**INSTRUCTIONS TO FOLLOW**
Find the lines in the entries that follow where the word "names" occurs, and state how many there are, with no other words.

**DATA LISTING**
========

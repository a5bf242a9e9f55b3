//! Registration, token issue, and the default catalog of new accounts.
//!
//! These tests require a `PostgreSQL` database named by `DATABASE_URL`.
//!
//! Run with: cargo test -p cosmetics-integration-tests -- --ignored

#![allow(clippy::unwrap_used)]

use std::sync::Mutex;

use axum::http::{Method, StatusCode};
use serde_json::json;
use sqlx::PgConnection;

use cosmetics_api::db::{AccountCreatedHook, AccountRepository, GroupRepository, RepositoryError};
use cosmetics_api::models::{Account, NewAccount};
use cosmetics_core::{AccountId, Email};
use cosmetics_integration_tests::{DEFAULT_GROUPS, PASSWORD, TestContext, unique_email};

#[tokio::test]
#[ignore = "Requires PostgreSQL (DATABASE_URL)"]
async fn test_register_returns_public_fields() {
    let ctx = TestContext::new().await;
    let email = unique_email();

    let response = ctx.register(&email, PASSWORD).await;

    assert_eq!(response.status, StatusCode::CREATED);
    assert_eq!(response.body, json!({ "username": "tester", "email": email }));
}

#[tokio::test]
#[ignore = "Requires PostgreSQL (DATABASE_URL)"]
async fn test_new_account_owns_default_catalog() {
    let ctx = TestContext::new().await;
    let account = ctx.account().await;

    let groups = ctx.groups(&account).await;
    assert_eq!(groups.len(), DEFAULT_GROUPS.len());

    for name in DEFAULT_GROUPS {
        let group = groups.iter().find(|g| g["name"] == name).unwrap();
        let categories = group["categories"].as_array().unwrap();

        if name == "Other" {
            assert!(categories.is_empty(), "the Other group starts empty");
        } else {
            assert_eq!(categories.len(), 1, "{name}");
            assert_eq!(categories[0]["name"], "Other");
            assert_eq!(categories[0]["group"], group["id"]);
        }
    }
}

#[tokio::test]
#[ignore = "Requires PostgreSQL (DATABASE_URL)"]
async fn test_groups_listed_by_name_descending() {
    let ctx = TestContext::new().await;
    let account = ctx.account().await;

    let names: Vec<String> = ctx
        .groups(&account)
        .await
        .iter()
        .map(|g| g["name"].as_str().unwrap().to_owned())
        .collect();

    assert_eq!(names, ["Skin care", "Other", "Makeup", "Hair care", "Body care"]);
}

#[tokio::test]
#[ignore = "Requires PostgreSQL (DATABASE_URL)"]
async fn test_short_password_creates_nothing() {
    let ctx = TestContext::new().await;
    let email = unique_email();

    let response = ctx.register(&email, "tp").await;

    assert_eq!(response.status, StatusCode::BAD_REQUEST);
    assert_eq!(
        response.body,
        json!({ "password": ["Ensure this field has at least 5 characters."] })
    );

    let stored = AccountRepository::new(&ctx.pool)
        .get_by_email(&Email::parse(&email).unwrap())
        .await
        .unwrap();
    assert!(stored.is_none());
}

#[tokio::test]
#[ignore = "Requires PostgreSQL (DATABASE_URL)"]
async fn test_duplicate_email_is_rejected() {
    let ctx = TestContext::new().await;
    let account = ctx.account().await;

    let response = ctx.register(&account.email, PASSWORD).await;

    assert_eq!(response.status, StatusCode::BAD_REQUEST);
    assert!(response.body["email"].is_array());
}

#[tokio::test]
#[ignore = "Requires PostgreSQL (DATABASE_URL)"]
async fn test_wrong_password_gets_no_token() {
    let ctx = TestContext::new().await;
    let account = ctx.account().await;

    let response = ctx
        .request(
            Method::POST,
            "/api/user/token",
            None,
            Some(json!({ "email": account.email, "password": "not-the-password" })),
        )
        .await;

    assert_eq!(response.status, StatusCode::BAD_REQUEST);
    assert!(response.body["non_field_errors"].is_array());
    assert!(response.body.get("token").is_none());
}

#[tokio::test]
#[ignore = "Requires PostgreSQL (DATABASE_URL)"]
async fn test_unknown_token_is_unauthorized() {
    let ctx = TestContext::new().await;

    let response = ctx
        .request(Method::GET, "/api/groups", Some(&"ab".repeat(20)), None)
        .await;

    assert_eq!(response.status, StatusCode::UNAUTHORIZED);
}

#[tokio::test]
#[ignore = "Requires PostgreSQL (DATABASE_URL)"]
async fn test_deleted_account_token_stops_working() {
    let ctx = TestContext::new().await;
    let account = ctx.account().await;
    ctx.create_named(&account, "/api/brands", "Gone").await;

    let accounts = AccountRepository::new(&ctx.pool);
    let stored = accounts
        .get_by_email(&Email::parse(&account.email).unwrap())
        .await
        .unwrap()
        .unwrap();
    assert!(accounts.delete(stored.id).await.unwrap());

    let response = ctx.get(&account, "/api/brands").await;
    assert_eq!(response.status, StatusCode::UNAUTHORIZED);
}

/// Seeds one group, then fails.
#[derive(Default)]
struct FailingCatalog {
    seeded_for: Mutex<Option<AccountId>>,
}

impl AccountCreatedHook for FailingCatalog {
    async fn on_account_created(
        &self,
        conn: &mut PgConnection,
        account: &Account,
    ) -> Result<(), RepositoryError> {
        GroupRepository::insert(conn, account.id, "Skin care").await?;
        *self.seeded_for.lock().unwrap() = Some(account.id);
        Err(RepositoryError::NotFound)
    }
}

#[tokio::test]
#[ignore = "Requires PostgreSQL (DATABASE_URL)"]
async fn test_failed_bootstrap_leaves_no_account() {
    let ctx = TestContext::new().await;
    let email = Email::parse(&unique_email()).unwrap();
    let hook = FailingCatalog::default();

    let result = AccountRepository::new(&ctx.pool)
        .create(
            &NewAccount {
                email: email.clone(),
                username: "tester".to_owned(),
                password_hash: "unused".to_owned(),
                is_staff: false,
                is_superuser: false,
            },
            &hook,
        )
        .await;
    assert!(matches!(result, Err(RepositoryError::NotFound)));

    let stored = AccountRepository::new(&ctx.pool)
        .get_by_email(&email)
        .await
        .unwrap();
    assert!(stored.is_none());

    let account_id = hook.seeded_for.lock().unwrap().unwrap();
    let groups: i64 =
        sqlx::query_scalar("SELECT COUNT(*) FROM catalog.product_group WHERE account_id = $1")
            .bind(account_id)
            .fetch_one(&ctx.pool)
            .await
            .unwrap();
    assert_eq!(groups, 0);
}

========

**PROBLEM SOLUTION**
2